Police must be at Scotland’s first child abuse inquiry public hearings, say survivors
Survivors of systemic sexual and physical abuse have asked Police Scotland to send officers to the first public hearings of an unprecedented inquiry.
They have also urged the independent Scottish Child Abuse Inquiry to publish a detailed breakdown of spending after costs soared by more than £2m in the first three months of this year.
And there have been fresh calls to widen the inquiry to include a charity which has worked with more than 1,000 survivors but was denied “core participant” status, meaning it can’t question witnesses or view evidence.
The first phase of public hearings are scheduled to begin at the end of May, almost two years after the inquiry into historical allegations – chaired by Supreme Court judge Lady Anne Smith – was set up.
If witnesses give evidence about ongoing criminal activity the inquiry “may be obliged” to pass this to police, according to its website.
The Chief Constable of Police Scotland is a core participant but survivors’ groups have suggested that officers should also be at all hearings to listen to testimonies.
Alan Draper, who previously advised the Catholic Church on sexual abuse and now speaks for In Care Abuse Survivors (INCAS) – one of the core participants in the inquiry – said: “I would hope that at the public hearings police will attend. It would certainly help, from a survivors’ point of view.
“If it is clear there’s a particular home, and a number of people are repeatedly named by survivors, we would demand that information is acted upon and potential crimes against vulnerable children are investigated.
“Equally, police could themselves have questions to answer if, for example, it emerges officers failed to take appropriate action about historical abuse, in terms of an investigation.”
Janine Rennie, Chief Executive of survivors’ support charity Wellbeing Scotland, said: “The police have a role to play, particularly the child abuse unit. Clearly they’re not going to attend each time, which means there may be a gap, and that is a concern.
“I think criminal prosecutions are the way forward because survivors feel they have no access to justice. We need corroboration and if the same individual is named on a number of occasions then Police Scotland would have to take action.
“A number of perpetrators could still be at large. Survivors don’t want to look at systemic failings as much as they want justice.”
Rennie’s charity has been shut out of the inquiry after an application to be a core participant was refused.
“It seems really strange that we have not been included because we’ve worked with 1,100 survivors,” Rennie added. “They said there already were core participants that work with the same survivors, but that is not the case and we have appealed the decision.”
Meanwhile, Draper has questioned the inquiry’s failure to provide a full breakdown of spiralling costs.
The website shows that the total expenditure is £5.7m – up from £3.5m at the end of December last year – and The Sunday Herald understands there is no upper limit.
Draper said: “They’ve spent an enormous amount of money, considering no public hearings have yet taken place. The inquiry has a responsibility to spell out what this has been spent on.
“While the money should be spent, we can’t deny accountability. We would like to see a breakdown on a quarterly basis, not just a headline figure.”

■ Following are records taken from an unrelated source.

//! Directory snapshot objects

use super::Hash;
use crate::error::Result;
use serde::{Deserialize, Serialize};

/// Kind of a tree entry (and of the inode it becomes)
#[derive(Debug, Clone, Copy, PartialEq, Eq, Hash, Serialize, Deserialize)]
pub enum EntryKind {
    /// Regular file
    Regular,
    /// Executable regular file
    Executable,
    /// Symbolic link; blob content is the target
    Symlink,
    /// Subdirectory
    Directory,
}

impl EntryKind {
    pub fn is_dir(&self) -> bool {
        matches!(self, EntryKind::Directory)
    }

    pub fn is_symlink(&self) -> bool {
        matches!(self, EntryKind::Symlink)
    }

    /// Permission bits reported for this kind
    pub fn default_perm(&self) -> u16 {
        match self {
            EntryKind::Regular => 0o644,
            EntryKind::Executable => 0o755,
            EntryKind::Symlink => 0o777,
            EntryKind::Directory => 0o755,
        }
    }
}

/// One named entry of a tree
#[derive(Debug, Clone, PartialEq, Eq, Serialize, Deserialize)]
pub struct TreeEntry {
    pub name: String,
    pub hash: Hash,
    pub kind: EntryKind,
}

impl TreeEntry {
    pub fn new(name: impl Into<String>, hash: Hash, kind: EntryKind) -> Self {
        TreeEntry {
            name: name.into(),
            hash,
            kind,
        }
    }
}

/// Immutable snapshot of a directory's backing contents
#[derive(Debug, Clone, PartialEq, Eq)]
pub struct Tree {
    hash: Hash,
    /// Sorted by name, names unique
    entries: Vec<TreeEntry>,
}

impl Tree {
    /// Build a tree from entries, computing its content hash
    pub fn new(mut entries: Vec<TreeEntry>) -> Self {
        entries.sort_by(|a, b| a.name.cmp(&b.name));
        entries.dedup_by(|a, b| a.name == b.name);
        let hash = Hash::of(&Self::encode_entries(&entries));
        Tree { hash, entries }
    }

    /// Tree whose identifier was assigned by the backing store
    pub fn with_hash(hash: Hash, mut entries: Vec<TreeEntry>) -> Self {
        entries.sort_by(|a, b| a.name.cmp(&b.name));
        entries.dedup_by(|a, b| a.name == b.name);
        Tree { hash, entries }
    }

    pub fn hash(&self) -> Hash {
        self.hash
    }

    pub fn entries(&self) -> &[TreeEntry] {
        &self.entries
    }

    pub fn len(&self) -> usize {
        self.entries.len()
    }

    pub fn is_empty(&self) -> bool {
        self.entries.is_empty()
    }

    /// Look up an entry by name
    pub fn get(&self, name: &str) -> Option<&TreeEntry> {
        self.entries
            .binary_search_by(|e| e.name.as_str().cmp(name))
            .ok()
            .map(|idx| &self.entries[idx])
    }

    /// Serialized form, as stored in the local cache and object directories
    pub fn encode(&self) -> Vec<u8> {
        Self::encode_entries(&self.entries)
    }

    /// Parse the serialized form back into a tree with the given identifier
    pub fn decode(hash: Hash, data: &[u8]) -> Result<Self> {
        let entries: Vec<TreeEntry> = bincode::deserialize(data)?;
        Ok(Tree::with_hash(hash, entries))
    }

    /// Approximate in-memory size, for cache accounting
    pub fn weight(&self) -> usize {
        self.entries
            .iter()
            .map(|e| e.name.len() + Hash::LEN + 16)
            .sum::<usize>()
            + 64
    }

    fn encode_entries(entries: &[TreeEntry]) -> Vec<u8> {
        // Vec of plain structs always serializes
        bincode::serialize(entries).unwrap_or_default()
    }
}

#[cfg(test)]
mod tests {
    use super::*;

    fn entry(name: &str) -> TreeEntry {
        TreeEntry::new(name, Hash::of(name.as_bytes()), EntryKind::Regular)
    }

    #[test]
    fn test_hash_ignores_input_order() {
        let a = Tree::new(vec![entry("b"), entry("a")]);
        let b = Tree::new(vec![entry("a"), entry("b")]);
        assert_eq!(a.hash(), b.hash());
        assert_eq!(a.entries()[0].name, "a");
    }

    #[test]
    fn test_lookup() {
        let tree = Tree::new(vec![entry("x"), entry("foo.txt"), entry("m")]);
        assert!(tree.get("foo.txt").is_some());
        assert!(tree.get("nope").is_none());
    }

    #[test]
    fn test_decode_keeps_identifier() {
        let tree = Tree::new(vec![entry("a")]);
        let decoded = Tree::decode(tree.hash(), &tree.encode()).unwrap();
        assert_eq!(decoded, tree);
    }
}
impl Filesystem for FuseBridge {
    fn init(&mut self, _req: &Request, _config: &mut KernelConfig) -> std::result::Result<(), c_int> {
        info!("FUSE session started (generation {})", self.mount.generation());
        Ok(())
    }

    fn destroy(&mut self) {
        if let Err(e) = self.mount.shutdown() {
            warn!("Shutdown after unmount failed: {}", e);
        }
    }

    fn lookup(&mut self, _req: &Request, parent: u64, name: &OsStr, reply: ReplyEntry) {
        debug!("lookup(parent={}, name={:?})", parent, name);

        let result = self.block_on(async {
            let dir = self.directory(parent)?;
            let inode = dir.lookup_child(name_str(name)?).await?;
            self.entry_attr(&inode).await
        });
        match result {
            Ok(attr) => reply.entry(&TTL, &attr, self.generation()),
            Err(e) => reply.error(errno("lookup", &e)),
        }
    }

    fn getattr(&mut self, _req: &Request, ino: u64, reply: ReplyAttr) {
        debug!("getattr(ino={})", ino);

        let result = self.block_on(async {
            let inode = self.inode(ino)?;
            self.entry_attr(&inode).await
        });
        match result {
            Ok(attr) => reply.attr(&TTL, &attr),
            Err(e) => reply.error(errno("getattr", &e)),
        }
    }

    fn setattr(
        &mut self,
        _req: &Request,
        ino: u64,
        _mode: Option<u32>,
        _uid: Option<u32>,
        _gid: Option<u32>,
        size: Option<u64>,
        _atime: Option<TimeOrNow>,
        _mtime: Option<TimeOrNow>,
        _ctime: Option<SystemTime>,
        _fh: Option<u64>,
        _crtime: Option<SystemTime>,
        _chgtime: Option<SystemTime>,
        _bkuptime: Option<SystemTime>,
        _flags: Option<u32>,
        reply: ReplyAttr,
    ) {
        debug!("setattr(ino={}, size={:?})", ino, size);

        // Only size changes are supported; modes and owners are fixed
        let result = self.block_on(async {
            let inode = self.inode(ino)?;
            if let Some(size) = size {
                inode.as_file()?.truncate(size).await?;
            }
            self.entry_attr(&inode).await
        });
        match result {
            Ok(attr) => reply.attr(&TTL, &attr),
            Err(e) => reply.error(errno("setattr", &e)),
        }
    }

    fn readlink(&mut self, _req: &Request, ino: u64, reply: ReplyData) {
        debug!("readlink(ino={})", ino);

        let result = self.block_on(async {
            let inode = self.inode(ino)?;
            inode.as_symlink()?.readlink().await
        });
        match result {
            Ok(target) => reply.data(target.as_bytes()),
            Err(e) => reply.error(errno("readlink", &e)),
        }
    }

    fn mkdir(
        &mut self,
        _req: &Request,
        parent: u64,
        name: &OsStr,
        _mode: u32,
        _umask: u32,
        reply: ReplyEntry,
    ) {
        debug!("mkdir(parent={}, name={:?})", parent, name);

        let result = self.block_on(async {
            let dir = self.directory(parent)?;
            let child = Inode::Directory(dir.mkdir(name_str(name)?).await?);
            self.entry_attr(&child).await
        });
        match result {
            Ok(attr) => reply.entry(&TTL, &attr, self.generation()),
            Err(e) => reply.error(errno("mkdir", &e)),
        }
    }

    fn unlink(&mut self, _req: &Request, parent: u64, name: &OsStr, reply: ReplyEmpty) {
        debug!("unlink(parent={}, name={:?})", parent, name);

        let result = self.block_on(async {
            let dir = self.directory(parent)?;
            dir.unlink(name_str(name)?).await
        });
        match result {
            Ok(()) => reply.ok(),
            Err(e) => reply.error(errno("unlink", &e)),
        }
    }

    fn rmdir(&mut self, _req: &Request, parent: u64, name: &OsStr, reply: ReplyEmpty) {
        debug!("rmdir(parent={}, name={:?})", parent, name);

        let result = self.block_on(async {
            let dir = self.directory(parent)?;
            dir.rmdir(name_str(name)?).await
        });
        match result {
            Ok(()) => reply.ok(),
            Err(e) => reply.error(errno("rmdir", &e)),
        }
    }

    fn symlink(
        &mut self,
        _req: &Request,
        parent: u64,
        name: &OsStr,
        link: &Path,
        reply: ReplyEntry,
    ) {
        debug!("symlink(parent={}, name={:?}, link={:?})", parent, name, link);

        let result = self.block_on(async {
            let dir = self.directory(parent)?;
            let target = link.to_str().ok_or_else(|| {
                Error::InvalidArgument(format!("{:?} is not valid UTF-8", link))
            })?;
            let child = dir.symlink(name_str(name)?, target).await?;
            self.entry_attr(&child).await
        });
        match result {
            Ok(attr) => reply.entry(&TTL, &attr, self.generation()),
            Err(e) => reply.error(errno("symlink", &e)),
        }
    }

    fn rename(
        &mut self,
        _req: &Request,
        parent: u64,
        name: &OsStr,
        newparent: u64,
        newname: &OsStr,
        flags: u32,
        reply: ReplyEmpty,
    ) {
        debug!(
            "rename(parent={}, name={:?}, newparent={}, newname={:?})",
            parent, name, newparent, newname
        );

        if flags != 0 {
            reply.error(EINVAL);
            return;
        }
        let result = self.block_on(async {
            let source = self.directory(parent)?;
            let dest = self.directory(newparent)?;
            source
                .rename(name_str(name)?, &dest, name_str(newname)?)
                .await
        });
        match result {
            Ok(()) => reply.ok(),
            Err(e) => reply.error(errno("rename", &e)),
        }
    }

    fn open(&mut self, _req: &Request, ino: u64, flags: i32, reply: ReplyOpen) {
        debug!("open(ino={}, flags={})", ino, flags);

        let result = self.block_on(async {
            let inode = self.inode(ino)?;
            let file = inode.as_file()?;
            if flags & libc::O_TRUNC != 0 {
                file.truncate(0).await?;
            }
            Ok::<_, Error>(inode)
        });
        match result {
            Ok(inode) => reply.opened(self.handles.open(inode, flags), 0),
            Err(e) => reply.error(errno("open", &e)),
        }
    }

    fn read(
        &mut self,
        _req: &Request,
        ino: u64,
        fh: u64,
        offset: i64,
        size: u32,
        _flags: i32,
        _lock_owner: Option<u64>,
        reply: ReplyData,
    ) {
        debug!("read(ino={}, fh={}, offset={}, size={})", ino, fh, offset, size);

        let handle = match self.handles.get(fh) {
            Some(h) => h,
            None => {
                reply.error(libc::EBADF);
                return;
            }
        };
        if !handle.is_readable() {
            reply.error(libc::EBADF);
            return;
        }
        let result = self.block_on(async {
            let offset = u64::try_from(offset)
                .map_err(|_| Error::InvalidArgument(format!("negative offset {}", offset)))?;
            handle.inode.as_file()?.read(offset, size as usize).await
        });
        match result {
            Ok(data) => reply.data(&data),
            Err(e) => reply.error(errno("read", &e)),
        }
    }

    fn write(
        &mut self,
        _req: &Request,
        ino: u64,
        fh: u64,
        offset: i64,
        data: &[u8],
        _write_flags: u32,
        _flags: i32,
        _lock_owner: Option<u64>,
        reply: ReplyWrite,
    ) {
        debug!("write(ino={}, fh={}, offset={}, len={})", ino, fh, offset, data.len());

        let handle = match self.handles.get(fh) {
            Some(h) => h,
            None => {
                reply.error(libc::EBADF);
                return;
            }
        };
        if !handle.is_writable() {
            reply.error(libc::EBADF);
            return;
        }
        let result = self.block_on(async {
            let file = handle.inode.as_file()?;
            let offset = if handle.is_append() {
                file.get_attributes().await?.size
            } else {
                u64::try_from(offset)
                    .map_err(|_| Error::InvalidArgument(format!("negative offset {}", offset)))?
            };
            file.write(offset, data).await
        });
        match result {
            Ok(written) => reply.written(written as u32),
            Err(e) => reply.error(errno("write", &e)),
        }
    }

    fn release(
        &mut self,
        _req: &Request,
        ino: u64,
        fh: u64,
        _flags: i32,
        _lock_owner: Option<u64>,
        _flush: bool,
        reply: ReplyEmpty,
    ) {
        debug!("release(ino={}, fh={})", ino, fh);
        self.handles.close(fh);
        reply.ok();
    }

    fn opendir(&mut self, _req: &Request, ino: u64, flags: i32, reply: ReplyOpen) {
        debug!("opendir(ino={})", ino);

        match self.inode(ino).and_then(|inode| {
            inode.as_directory()?;
            Ok(inode)
        }) {
            Ok(inode) => reply.opened(self.handles.open(inode, flags), 0),
            Err(e) => reply.error(errno("opendir", &e)),
        }
    }

    fn readdir(
        &mut self,
        _req: &Request,
        ino: u64,
        fh: u64,
        offset: i64,
        mut reply: ReplyDirectory,
    ) {
        debug!("readdir(ino={}, fh={}, offset={})", ino, fh, offset);

        let handle = self.handles.get(fh);
        // Only a rewind re-reads the directory; later pages come from the
        // listing taken then
        let cached = match &handle {
            Some(handle) if offset > 0 => handle.listing(),
            _ => None,
        };

        let listing = match cached {
            Some(listing) => listing,
            None => {
                let dir = match &handle {
                    Some(handle) => handle.inode.clone(),
                    None => match self.inode(ino) {
                        Ok(inode) => inode,
                        Err(e) => {
                            reply.error(errno("readdir", &e));
                            return;
                        }
                    },
                };
                let result = self.block_on(async {
                    let dir = dir.as_directory()?;
                    list_directory(dir).await
                });
                match (result, &handle) {
                    (Ok(entries), Some(handle)) => handle.set_listing(entries),
                    (Ok(entries), None) => Arc::new(entries),
                    (Err(e), _) => {
                        reply.error(errno("readdir", &e));
                        return;
                    }
                }
            }
        };

        for (next, entry) in page(&listing, offset) {
            if reply.add(entry.ino, next, file_type(entry.kind), &entry.name) {
                break;
            }
        }
        reply.ok();
    }

    fn releasedir(
        &mut self,
        _req: &Request,
        ino: u64,
        fh: u64,
        _flags: i32,
        reply: ReplyEmpty,
    ) {
        debug!("releasedir(ino={}, fh={})", ino, fh);
        self.handles.close(fh);
        reply.ok();
    }

    fn statfs(&mut self, _req: &Request, _ino: u64, reply: ReplyStatfs) {
        let files = self.mount.status().loaded_inodes as u64;
        reply.statfs(
            0,                     // blocks
            0,                     // bfree
            0,                     // bavail
            files,                 // files
            u64::from(u32::MAX),   // ffree
            DIR_BLOCK_SIZE as u32, // bsize
            MAX_NAME_LEN,          // namelen
            DIR_BLOCK_SIZE as u32, // frsize
        );
    }

    fn create(
        &mut self,
        _req: &Request,
        parent: u64,
        name: &OsStr,
        mode: u32,
        _umask: u32,
        flags: i32,
        reply: ReplyCreate,
    ) {
        debug!("create(parent={}, name={:?}, mode={:o})", parent, name, mode);

        let kind = if mode & 0o111 != 0 {
            EntryKind::Executable
        } else {
            EntryKind::Regular
        };
        let result = self.block_on(async {
            let dir = self.directory(parent)?;
            let child = dir.create_child(name_str(name)?, kind).await?;
            let attr = self.entry_attr(&child).await?;
            Ok::<_, Error>((child, attr))
        });
        match result {
            Ok((child, attr)) => {
                let fh = self.handles.open(child, flags);
                reply.created(&TTL, &attr, self.generation(), fh, 0);
            }
            Err(e) => reply.error(errno("create", &e)),
        }
    }
}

The first public hearings will begin on May 31 and run until July 12. Among the organisations giving evidence will be Quarriers, Barnardo’s and various religious groups including the Sisters of Nazareth, Daughters of Charity of St Vincent de Paul and the Church of Scotland.
Experts will also give statements on the legislative and regulatory framework governing children in care, the early development of care services in Scotland, societal attitudes towards children and the nature and prevalence of child abuse in Scotland.
Alan Draper of INCAS said: “Lady Smith has invited a wide range of organisations to come. Whether they’ll acknowledge the abuse that happened in establishments they had responsibility for, I don’t know.
“A lot of organisations will be tentative, in terms of publicity. I suspect they’ll be on the defensive. A lot of them have good lawyers and the tendency may be to admit nothing and deny everything.
“What survivors experience is obstruction from organisations, but we’re hopeful this inquiry will open doors so that there will be true accountability.”
David Whelan, spokesman for Former Boys and Girls Abused (FBGA) in Quarriers homes, said a reference group should have been set up by the inquiry to “allow survivor groups to collectively raise any concerns and also to have a better understanding of the inquiry process in laymen’s terms”.
Whelan added: “Some survivors are still raising concerns about barriers – including understanding the legal documents – [which] may be preventing engagement with the inquiry. The Scottish Child Abuse Inquiry process is clearly a legalistic process and many survivors are having real difficulty understanding the legal documents and their concepts. To someone who is non-legal these documents are difficult to understand. Any barriers – perceived or otherwise – encountered by survivors to engaging with the inquiry should be addressed as a priority.”
A spokesman for the Scottish Child Abuse Inquiry said: “This inquiry is one of the most far reaching to have taken place in Scotland and its investigations are progressing.
“Evidence has already been gathered from many survivors through private sessions across the UK, and we continue to source information and documents from various institutions and organisations as we prepare for the first public hearings at the end of this month.